• _Your goal_:
Find every line in the records that holds the string "status". Copy each one.

======== Data for this task

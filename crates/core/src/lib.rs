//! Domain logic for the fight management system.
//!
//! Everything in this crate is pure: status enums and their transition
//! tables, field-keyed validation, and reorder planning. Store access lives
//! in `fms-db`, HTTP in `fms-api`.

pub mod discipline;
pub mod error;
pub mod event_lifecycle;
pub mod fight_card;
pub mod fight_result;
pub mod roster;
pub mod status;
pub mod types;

================

• _Reply to the exercise_:
//! Everything in this crate is pure: status enums and their transition
pub mod status;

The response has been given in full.